A short video of a Google image search shows how damaging media depictions of Black teens can be.

In less than a minute, Kabir Alli's Twitter video demonstrates the very different results produced by searching "three Black teenagers" and "three white teenagers" on Google images.

The post has since been retweeted more than 50,000 times.

In the video, a Google image search for "three black teenagers" nets a bleak spread of mug shots and suspected criminals. But when he changes "black" to "white," the results take a 180-degree turn, and we get saccharine stock photos of laughing teenagers engaged in stereotypical teenager activities.

Black teen representation Google - google.com

"I was shocked," Alli tells ATTN:.

"[I]t shouldn't be so difficult to find normal, non-offensive pictures of three black teenagers. That search sort of portrays us as a whole and those pictures are not us," he added.

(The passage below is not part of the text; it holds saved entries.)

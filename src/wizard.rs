//! Upload wizard flow
//!
//! The multi-step upload flow as an explicit state machine: pick a file,
//! analyse it, review the detected schema, choose where to store it, then
//! import. Every transition is a method; a transition that does not apply to
//! the current state fails and leaves the wizard untouched.

use crate::datamodel::{ColumnType, DetectedSchema};
use crate::infer::sanitize_column_name;
use crate::pipeline::{ImportOutcome, ImportRequest, UploadError, validate_schema};
use thiserror::Error;
use uuid::Uuid;

#[derive(Debug, Clone, PartialEq)]
pub enum WizardState {
    SelectingFile,
    Analyzing {
        file_name: String,
    },
    ReviewingSchema {
        schema: DetectedSchema,
    },
    SelectingDestination {
        schema: DetectedSchema,
    },
    Importing {
        schema: DetectedSchema,
        collection_id: Uuid,
        folder_name: Option<String>,
    },
    Done {
        outcome: ImportOutcome,
    },
    /// The schema is kept when the import failed, so the user can retry.
    Failed {
        message: String,
        schema: Option<DetectedSchema>,
    },
}

impl WizardState {
    pub fn name(&self) -> &'static str {
        match self {
            WizardState::SelectingFile => "SelectingFile",
            WizardState::Analyzing { .. } => "Analyzing",
            WizardState::ReviewingSchema { .. } => "ReviewingSchema",
            WizardState::SelectingDestination { .. } => "SelectingDestination",
            WizardState::Importing { .. } => "Importing",
            WizardState::Done { .. } => "Done",
            WizardState::Failed { .. } => "Failed",
        }
    }
}

#[derive(Error, Debug, Clone, PartialEq, Eq)]
pub enum WizardError {
    #[error("Cannot {action} while in state {state}")]
    InvalidTransition {
        state: &'static str,
        action: &'static str,
    },

    #[error("No column at position {position}")]
    UnknownColumn { position: usize },

    #[error("Invalid column edit: {0}")]
    InvalidEdit(String),

    #[error("{0}")]
    InvalidSchema(String),
}

/// Changes the user may apply to a detected column.
///
/// Position and original header are not editable.
#[derive(Debug, Clone, Default, PartialEq)]
pub struct ColumnEdit {
    pub name: Option<String>,
    pub column_type: Option<ColumnType>,
    pub required: Option<bool>,
}

#[derive(Debug, Clone, PartialEq)]
pub struct UploadWizard {
    state: WizardState,
}

impl Default for UploadWizard {
    fn default() -> Self {
        Self::new()
    }
}

impl UploadWizard {
    pub fn new() -> Self {
        Self {
            state: WizardState::SelectingFile,
        }
    }

    pub fn state(&self) -> &WizardState {
        &self.state
    }

    /// Applies `step` to the current state. When the step rejects the state,
    /// it hands it back and the wizard keeps it.
    fn transition<F>(&mut self, action: &'static str, step: F) -> Result<(), WizardError>
    where
        F: FnOnce(WizardState) -> Result<WizardState, WizardState>,
    {
        let current = std::mem::replace(&mut self.state, WizardState::SelectingFile);
        match step(current) {
            Ok(next) => {
                tracing::debug!(action, state = next.name(), "Wizard transition");
                self.state = next;
                Ok(())
            }
            Err(unchanged) => {
                let state = unchanged.name();
                self.state = unchanged;
                Err(WizardError::InvalidTransition { state, action })
            }
        }
    }

    pub fn select_file(&mut self, file_name: &str) -> Result<(), WizardError> {
        let file_name = file_name.to_string();
        self.transition("select a file", |state| match state {
            WizardState::SelectingFile => Ok(WizardState::Analyzing { file_name }),
            other => Err(other),
        })
    }

    pub fn analysis_succeeded(&mut self, schema: DetectedSchema) -> Result<(), WizardError> {
        self.transition("complete the analysis", |state| match state {
            WizardState::Analyzing { .. } => Ok(WizardState::ReviewingSchema { schema }),
            other => Err(other),
        })
    }

    pub fn analysis_failed(&mut self, message: &str) -> Result<(), WizardError> {
        let message = message.to_string();
        self.transition("fail the analysis", |state| match state {
            WizardState::Analyzing { .. } => Ok(WizardState::Failed {
                message,
                schema: None,
            }),
            other => Err(other),
        })
    }

    /// Edits the column at `position` while the schema is under review.
    ///
    /// A new name is sanitized the same way detected headers are.
    pub fn edit_column(&mut self, position: usize, edit: ColumnEdit) -> Result<(), WizardError> {
        let state = self.state.name();
        let WizardState::ReviewingSchema { schema } = &mut self.state else {
            return Err(WizardError::InvalidTransition {
                state,
                action: "edit a column",
            });
        };

        let new_name = match edit.name.as_deref().map(str::trim) {
            Some("") => {
                return Err(WizardError::InvalidEdit(
                    "column name cannot be empty".to_string(),
                ));
            }
            Some(name) => Some(sanitize_column_name(name)),
            None => None,
        };

        let column = schema
            .columns
            .iter_mut()
            .find(|column| column.position() == position)
            .ok_or(WizardError::UnknownColumn { position })?;
        if let Some(name) = new_name {
            column.name = name;
        }
        if let Some(column_type) = edit.column_type {
            column.column_type = column_type;
        }
        if let Some(required) = edit.required {
            column.required = required;
        }
        Ok(())
    }

    /// Accepts the reviewed schema. Column names must still be unique.
    pub fn confirm_schema(&mut self) -> Result<(), WizardError> {
        if let WizardState::ReviewingSchema { schema } = &self.state {
            let headers: Vec<String> = schema
                .columns
                .iter()
                .map(|column| column.original_name().to_string())
                .collect();
            validate_schema(&schema.columns, &headers).map_err(|error| match error {
                UploadError::SchemaMismatch(message) => WizardError::InvalidSchema(message),
                other => WizardError::InvalidSchema(other.to_string()),
            })?;
        }
        self.transition("confirm the schema", |state| match state {
            WizardState::ReviewingSchema { schema } => {
                Ok(WizardState::SelectingDestination { schema })
            }
            other => Err(other),
        })
    }

    pub fn choose_destination(
        &mut self,
        collection_id: Uuid,
        folder_name: Option<String>,
    ) -> Result<(), WizardError> {
        self.transition("choose a destination", |state| match state {
            WizardState::SelectingDestination { schema } => Ok(WizardState::Importing {
                schema,
                collection_id,
                folder_name,
            }),
            other => Err(other),
        })
    }

    /// Builds the import request for the file being imported.
    pub fn import_request(&self, file_bytes: Vec<u8>) -> Result<ImportRequest, WizardError> {
        match &self.state {
            WizardState::Importing {
                schema,
                collection_id,
                folder_name,
            } => Ok(ImportRequest {
                file_name: schema.file_name.clone(),
                file_bytes,
                collection_id: *collection_id,
                schema: schema.columns.clone(),
                folder_name: folder_name.clone(),
            }),
            other => Err(WizardError::InvalidTransition {
                state: other.name(),
                action: "build an import request",
            }),
        }
    }

    pub fn import_succeeded(&mut self, outcome: ImportOutcome) -> Result<(), WizardError> {
        self.transition("complete the import", |state| match state {
            WizardState::Importing { .. } => Ok(WizardState::Done { outcome }),
            other => Err(other),
        })
    }

    pub fn import_failed(&mut self, message: &str) -> Result<(), WizardError> {
        let message = message.to_string();
        self.transition("fail the import", |state| match state {
            WizardState::Importing { schema, .. } => Ok(WizardState::Failed {
                message,
                schema: Some(schema),
            }),
            other => Err(other),
        })
    }

    /// Goes one step back. A failed import returns to the destination step.
    pub fn back(&mut self) -> Result<(), WizardError> {
        self.transition("go back", |state| match state {
            WizardState::Analyzing { .. } | WizardState::ReviewingSchema { .. } => {
                Ok(WizardState::SelectingFile)
            }
            WizardState::SelectingDestination { schema } => {
                Ok(WizardState::ReviewingSchema { schema })
            }
            WizardState::Failed {
                schema: Some(schema),
                ..
            } => Ok(WizardState::SelectingDestination { schema }),
            WizardState::Failed { schema: None, .. } => Ok(WizardState::SelectingFile),
            other => Err(other),
        })
    }

    pub fn reset(&mut self) {
        self.state = WizardState::SelectingFile;
    }
}

#[cfg(test)]
mod tests {
    use super::*;
    use crate::datamodel::{ColumnSchema, RawCell};

    fn schema() -> DetectedSchema {
        DetectedSchema {
            columns: vec![
                ColumnSchema::new(
                    "produto".to_string(),
                    "Produto".to_string(),
                    ColumnType::Text,
                    true,
                    0,
                    vec![RawCell::from("Alface")],
                ),
                ColumnSchema::new(
                    "peso".to_string(),
                    "Peso".to_string(),
                    ColumnType::Number,
                    true,
                    1,
                    vec![RawCell::from("12")],
                ),
            ],
            total_rows: 1,
            sample_data: vec![],
            file_name: "colheita.csv".to_string(),
            file_size: 20,
        }
    }

    fn reviewing() -> UploadWizard {
        let mut wizard = UploadWizard::new();
        wizard.select_file("colheita.csv").unwrap();
        wizard.analysis_succeeded(schema()).unwrap();
        wizard
    }

    #[test]
    fn test_happy_path() {
        let mut wizard = reviewing();
        wizard.confirm_schema().unwrap();
        let collection_id = Uuid::new_v4();
        wizard
            .choose_destination(collection_id, Some("Safra".to_string()))
            .unwrap();

        let request = wizard.import_request(b"Produto,Peso\nAlface,12\n".to_vec()).unwrap();
        assert_eq!(request.file_name, "colheita.csv");
        assert_eq!(request.collection_id, collection_id);
        assert_eq!(request.schema.len(), 2);

        let outcome = ImportOutcome {
            folder_id: Uuid::new_v4(),
            folder_name: "Safra".to_string(),
            records_imported: 1,
        };
        wizard.import_succeeded(outcome.clone()).unwrap();
        assert_eq!(wizard.state(), &WizardState::Done { outcome });
    }

    #[test]
    fn test_invalid_transition_keeps_state() {
        let mut wizard = UploadWizard::new();
        assert_eq!(
            wizard.confirm_schema(),
            Err(WizardError::InvalidTransition {
                state: "SelectingFile",
                action: "confirm the schema",
            })
        );
        assert_eq!(wizard.state(), &WizardState::SelectingFile);

        let mut wizard = reviewing();
        assert!(wizard.select_file("other.csv").is_err());
        assert_eq!(wizard.state().name(), "ReviewingSchema");
        assert!(wizard.import_request(vec![]).is_err());
    }

    #[test]
    fn test_edit_column() {
        let mut wizard = reviewing();
        wizard
            .edit_column(
                1,
                ColumnEdit {
                    name: Some("Peso Bruto".to_string()),
                    column_type: Some(ColumnType::Text),
                    required: Some(false),
                },
            )
            .unwrap();

        let WizardState::ReviewingSchema { schema } = wizard.state() else {
            panic!("unexpected state {:?}", wizard.state());
        };
        let column = &schema.columns[1];
        assert_eq!(column.name, "peso_bruto");
        assert_eq!(column.column_type, ColumnType::Text);
        assert!(!column.required);
        assert_eq!(column.original_name(), "Peso");
        assert_eq!(column.position(), 1);

        assert_eq!(
            wizard.edit_column(7, ColumnEdit::default()),
            Err(WizardError::UnknownColumn { position: 7 })
        );
        assert!(matches!(
            wizard.edit_column(
                0,
                ColumnEdit {
                    name: Some("  ".to_string()),
                    ..Default::default()
                }
            ),
            Err(WizardError::InvalidEdit(_))
        ));
    }

    #[test]
    fn test_confirm_rejects_duplicate_names() {
        let mut wizard = reviewing();
        wizard
            .edit_column(
                1,
                ColumnEdit {
                    name: Some("produto".to_string()),
                    ..Default::default()
                },
            )
            .unwrap();
        assert!(matches!(
            wizard.confirm_schema(),
            Err(WizardError::InvalidSchema(_))
        ));
        assert_eq!(wizard.state().name(), "ReviewingSchema");
    }

    #[test]
    fn test_failures_and_back() {
        let mut wizard = UploadWizard::new();
        wizard.select_file("colheita.csv").unwrap();
        wizard.analysis_failed("Arquivo vazio").unwrap();
        wizard.back().unwrap();
        assert_eq!(wizard.state(), &WizardState::SelectingFile);

        let mut wizard = reviewing();
        wizard.confirm_schema().unwrap();
        wizard.choose_destination(Uuid::new_v4(), None).unwrap();
        assert!(wizard.back().is_err());
        wizard.import_failed("database down").unwrap();
        wizard.back().unwrap();
        assert_eq!(
            wizard.state(),
            &WizardState::SelectingDestination { schema: schema() }
        );
        wizard.back().unwrap();
        assert_eq!(wizard.state().name(), "ReviewingSchema");

        wizard.reset();
        assert_eq!(wizard.state(), &WizardState::SelectingFile);
    }
}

Google searches are not necessarily a reflection of any racist initiative to portray Black teens as thugs or criminals; rather, the top hits are indicative of popular searches.

White teenager depictionGoogle - google.com

"White teenagers are often portrayed as young, innocent people having fun at a wonderful period in their life, where they're able to enjoy life without a lot of burden, whereas Black youth are portrayed as, if not criminals, then suspects in criminal cases," Jeffrey Stewart, a professor and chairman of the Black Studies department at UC Santa Barbara, told ATTN:.

Cultural perceptions of Black youth as criminals and thugs who should be feared are nothing new. In fact, they've been "an enduring and unfortunate feature of American culture," according to a 2007 study published in the Journal of Contemporary Criminal Justice. The stereotype, researchers wrote, has served as a justification for "the unofficial policy and practice of racial profiling by criminal justice practitioners."

#BlackLivesMatter ProtestsFlickr/The All-Nite Images - flic.kr

But it's about more than just law enforcement. According to Stewart:

"In all of these cases of Black youth being murdered, often the first thing that occurs over the internet, is people begin to search for information on them that can essentially define them as a criminal, and then justify, in their minds, not pay[ing] attention anymore to the fact that [Black youth] were murdered by the police, or by would-be police like George Zimmerman," Stewart said.

He continued:

"[T]hat sets up a dynamic where Black youth who were murdered are labeled as in some way deserving, and that absolves the society from the racial holocaust that's being visited on Black youth today."